• _DATA FOR THE TASK_:
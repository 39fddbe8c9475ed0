//! Error definitions shared across library modules.
//! Each type models a specific failure scenario (identifier encoding,
//! payload construction, transport, address management, etc.).
use thiserror_no_std::Error;

#[derive(Error, Debug, Clone, Copy, PartialEq, Eq)]
#[cfg_attr(feature = "defmt", derive(defmt::Format))]
/// Malformed PGN, identifier, or payload byte.
pub enum EncodingError {
    /// J1939 priorities are three bits wide.
    #[error("Priority out of range: {priority}")]
    PriorityOutOfRange { priority: u8 },
    /// PGN values are eighteen bits wide.
    #[error("PGN out of range: {value:#X}")]
    PgnOutOfRange { value: u32 },
    /// Attempt to address a broadcast-only (PDU2) parameter group.
    #[error("Invalid operation: PGN {pgn:#X} is not destination specific")]
    DestinationNotAllowed { pgn: u32 },
    /// A payload element does not fit in a byte.
    #[error("Invalid byte at index {index}: {value}")]
    InvalidByte { index: usize, value: i32 },
    /// Standard (11-bit) identifiers carry no J1939 semantics.
    #[error("Not an extended identifier: {id:#X}")]
    NotExtended { id: u32 },
    /// TP.CM payload is truncated or has an unknown control byte.
    #[error("Invalid transport control frame")]
    InvalidControlFrame,
}

#[derive(Error, Debug, Clone, Copy, PartialEq, Eq)]
#[cfg_attr(feature = "defmt", derive(defmt::Format))]
/// Errors raised while building a [`Pdu`](crate::protocol::transport::pdu::Pdu).
pub enum PduError {
    /// Payload exceeds the 1785 bytes the transport protocol can carry.
    #[error("Data too large: {len} bytes (max 1785)")]
    DataTooLarge { len: usize },
    /// Payload or identifier encoding failure.
    #[error(transparent)]
    Encoding(#[from] EncodingError),
}

//==================================================================================J1939_ERROR
#[derive(Error, Debug)]
/// Errors returned by the engine and node APIs. `E` is the CAN transmit error.
pub enum J1939Error<E: core::fmt::Debug> {
    /// Identifier or payload could not be encoded.
    #[error(transparent)]
    Encoding(#[from] EncodingError),

    /// Payload exceeds the transport protocol limit.
    #[error("Data too large: {len} bytes")]
    DataTooLarge { len: usize },

    /// The CAN layer refused or failed to send a frame.
    #[error("CAN bus send error: {0:?}")]
    Transport(E),

    /// An application-level request exhausted its retry budget.
    #[error("No response for PGN {pgn:#X}")]
    NoResponse { pgn: u32 },

    /// Another node of this engine already claims the address.
    #[error("Address {address} already claimed by another local node")]
    ConflictingClaim { address: u8 },

    /// The node holds no usable source address.
    #[error("Node has no claimed address")]
    NoAddress,

    /// The engine was shut down.
    #[error("Engine is not running")]
    NotRunning,
}

impl<E: core::fmt::Debug> From<PduError> for J1939Error<E> {
    fn from(err: PduError) -> Self {
        match err {
            PduError::DataTooLarge { len } => J1939Error::DataTooLarge { len },
            PduError::Encoding(err) => J1939Error::Encoding(err),
        }
    }
}

//==================================================================================PROTOCOL_VIOLATION
#[derive(Error, Debug, Clone, Copy, PartialEq, Eq)]
#[cfg_attr(feature = "defmt", derive(defmt::Format))]
/// Transport protocol anomalies. Logged and counted by the engine, the
/// offending frame is dropped; they never surface as call failures.
pub enum ProtocolViolation {
    /// A transfer to the same peer pair was still pending when a new one started.
    #[error("Duplicate transfer {sender} -> {receiver}")]
    DuplicateTransfer { sender: u8, receiver: u8 },
    /// CTS received without a matching pending transfer.
    #[error("Orphan CTS from {sender} to {receiver}")]
    OrphanCts { sender: u8, receiver: u8 },
    /// EOM-ACK received without a matching pending transfer.
    #[error("Orphan EOM-ACK from {sender} to {receiver}")]
    OrphanEomAck { sender: u8, receiver: u8 },
    /// TP.DT received without an open reassembly session.
    #[error("Orphan data transfer from {sender} to {receiver}")]
    OrphanData { sender: u8, receiver: u8 },
    /// TP.CM payload could not be decoded.
    #[error("Malformed connection management frame from {sender}")]
    MalformedControl { sender: u8 },
}

//==================================================================================WORKER_ERRORS
#[derive(Error, Debug)]
/// Reasons for the receive worker to stop before shutdown.
pub enum ReceiverError<TxE: core::fmt::Debug, RxE: core::fmt::Debug> {
    /// Unable to receive frames from the bus.
    #[error("CAN bus receive error: {0:?}")]
    Receive(RxE),
    /// A protocol response (CTS, EOM-ACK, retransmission, key) could not be sent.
    #[error("CAN bus send error: {0:?}")]
    Transport(TxE),
}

• _EXERCISE BRIEF_:
Copy every line of the records word for word.

• _THE ANSWER_:
repository 39fddbe8c9475ed0
//! Error definitions shared across library modules.
//! Each type models a specific failure scenario (identifier encoding,
//! payload construction, transport, address management, etc.).
use thiserror_no_std::Error;

#[derive(Error, Debug, Clone, Copy, PartialEq, Eq)]
#[cfg_attr(feature = "defmt", derive(defmt::Format))]
/// Malformed PGN, identifier, or payload byte.
pub enum EncodingError {
    /// J1939 priorities are three bits wide.
    #[error("Priority out of range: {priority}")]
    PriorityOutOfRange { priority: u8 },
    /// PGN values are eighteen bits wide.
    #[error("PGN out of range: {value:#X}")]
    PgnOutOfRange { value: u32 },
    /// Attempt to address a broadcast-only (PDU2) parameter group.
    #[error("Invalid operation: PGN {pgn:#X} is not destination specific")]
    DestinationNotAllowed { pgn: u32 },
    /// A payload element does not fit in a byte.
    #[error("Invalid byte at index {index}: {value}")]
    InvalidByte { index: usize, value: i32 },
    /// Standard (11-bit) identifiers carry no J1939 semantics.
    #[error("Not an extended identifier: {id:#X}")]
    NotExtended { id: u32 },
    /// TP.CM payload is truncated or has an unknown control byte.
    #[error("Invalid transport control frame")]
    InvalidControlFrame,
}

#[derive(Error, Debug, Clone, Copy, PartialEq, Eq)]
#[cfg_attr(feature = "defmt", derive(defmt::Format))]
/// Errors raised while building a [`Pdu`](crate::protocol::transport::pdu::Pdu).
pub enum PduError {
    /// Payload exceeds the 1785 bytes the transport protocol can carry.
    #[error("Data too large: {len} bytes (max 1785)")]
    DataTooLarge { len: usize },
    /// Payload or identifier encoding failure.
    #[error(transparent)]
    Encoding(#[from] EncodingError),
}

//==================================================================================J1939_ERROR
#[derive(Error, Debug)]
/// Errors returned by the engine and node APIs. `E` is the CAN transmit error.
pub enum J1939Error<E: core::fmt::Debug> {
    /// Identifier or payload could not be encoded.
    #[error(transparent)]
    Encoding(#[from] EncodingError),

    /// Payload exceeds the transport protocol limit.
    #[error("Data too large: {len} bytes")]
    DataTooLarge { len: usize },

    /// The CAN layer refused or failed to send a frame.
    #[error("CAN bus send error: {0:?}")]
    Transport(E),

    /// An application-level request exhausted its retry budget.
    #[error("No response for PGN {pgn:#X}")]
    NoResponse { pgn: u32 },

    /// Another node of this engine already claims the address.
    #[error("Address {address} already claimed by another local node")]
    ConflictingClaim { address: u8 },

    /// The node holds no usable source address.
    #[error("Node has no claimed address")]
    NoAddress,

    /// The engine was shut down.
    #[error("Engine is not running")]
    NotRunning,
}

impl<E: core::fmt::Debug> From<PduError> for J1939Error<E> {
    fn from(err: PduError) -> Self {
        match err {
            PduError::DataTooLarge { len } => J1939Error::DataTooLarge { len },
            PduError::Encoding(err) => J1939Error::Encoding(err),
        }
    }
}

//==================================================================================PROTOCOL_VIOLATION
#[derive(Error, Debug, Clone, Copy, PartialEq, Eq)]
#[cfg_attr(feature = "defmt", derive(defmt::Format))]
/// Transport protocol anomalies. Logged and counted by the engine, the
/// offending frame is dropped; they never surface as call failures.
pub enum ProtocolViolation {
    /// A transfer to the same peer pair was still pending when a new one started.
    #[error("Duplicate transfer {sender} -> {receiver}")]
    DuplicateTransfer { sender: u8, receiver: u8 },
    /// CTS received without a matching pending transfer.
    #[error("Orphan CTS from {sender} to {receiver}")]
    OrphanCts { sender: u8, receiver: u8 },
    /// EOM-ACK received without a matching pending transfer.
    #[error("Orphan EOM-ACK from {sender} to {receiver}")]
    OrphanEomAck { sender: u8, receiver: u8 },
    /// TP.DT received without an open reassembly session.
    #[error("Orphan data transfer from {sender} to {receiver}")]
    OrphanData { sender: u8, receiver: u8 },
    /// TP.CM payload could not be decoded.
    #[error("Malformed connection management frame from {sender}")]
    MalformedControl { sender: u8 },
}

//==================================================================================WORKER_ERRORS
#[derive(Error, Debug)]
/// Reasons for the receive worker to stop before shutdown.
pub enum ReceiverError<TxE: core::fmt::Debug, RxE: core::fmt::Debug> {
    /// Unable to receive frames from the bus.
    #[error("CAN bus receive error: {0:?}")]
    Receive(RxE),
    /// A protocol response (CTS, EOM-ACK, retransmission, key) could not be sent.
    #[error("CAN bus send error: {0:?}")]
    Transport(TxE),
}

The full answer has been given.